** Opening RECORDS TO PROCESS block **

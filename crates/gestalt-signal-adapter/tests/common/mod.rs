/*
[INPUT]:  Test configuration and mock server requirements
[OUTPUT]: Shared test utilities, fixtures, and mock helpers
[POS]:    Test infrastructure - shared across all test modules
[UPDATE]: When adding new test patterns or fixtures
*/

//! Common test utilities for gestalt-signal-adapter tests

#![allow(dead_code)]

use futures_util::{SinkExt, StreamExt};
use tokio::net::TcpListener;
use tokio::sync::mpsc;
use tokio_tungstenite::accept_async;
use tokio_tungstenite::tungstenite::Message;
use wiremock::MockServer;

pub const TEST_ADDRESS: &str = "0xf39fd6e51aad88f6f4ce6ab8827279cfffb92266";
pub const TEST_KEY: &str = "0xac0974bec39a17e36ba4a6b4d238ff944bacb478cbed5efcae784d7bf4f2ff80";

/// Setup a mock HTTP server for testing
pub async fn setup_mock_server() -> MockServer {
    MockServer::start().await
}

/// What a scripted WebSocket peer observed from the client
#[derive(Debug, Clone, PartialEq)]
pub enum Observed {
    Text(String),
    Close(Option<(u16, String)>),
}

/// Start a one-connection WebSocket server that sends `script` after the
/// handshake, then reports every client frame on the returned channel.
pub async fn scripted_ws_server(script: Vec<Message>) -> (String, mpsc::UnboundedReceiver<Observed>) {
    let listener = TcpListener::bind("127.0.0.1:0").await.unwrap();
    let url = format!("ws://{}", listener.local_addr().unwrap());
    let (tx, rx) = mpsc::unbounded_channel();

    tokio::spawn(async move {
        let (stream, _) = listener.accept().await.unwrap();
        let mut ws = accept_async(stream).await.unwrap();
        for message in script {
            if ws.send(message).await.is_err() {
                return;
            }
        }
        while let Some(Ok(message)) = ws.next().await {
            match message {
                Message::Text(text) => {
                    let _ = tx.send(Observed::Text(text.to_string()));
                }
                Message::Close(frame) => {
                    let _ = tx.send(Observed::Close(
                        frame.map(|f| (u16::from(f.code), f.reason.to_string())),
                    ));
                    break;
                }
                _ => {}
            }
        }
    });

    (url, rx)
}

** Closing RECORDS TO PROCESS block **

● **WORK REQUIRED**:
Among the entries above, find the line with "use tokio_tungstenite::tungstenite::Message;" and the line with "pub const TEST_KEY: &str"; give again exactly these two lines and all lines between them.

● **RESPONSE**:
use tokio_tungstenite::tungstenite::Message;
use wiremock::MockServer;

pub const TEST_ADDRESS: &str = "0xf39fd6e51aad88f6f4ce6ab8827279cfffb92266";
pub const TEST_KEY: &str = "0xac0974bec39a17e36ba4a6b4d238ff944bacb478cbed5efcae784d7bf4f2ff80";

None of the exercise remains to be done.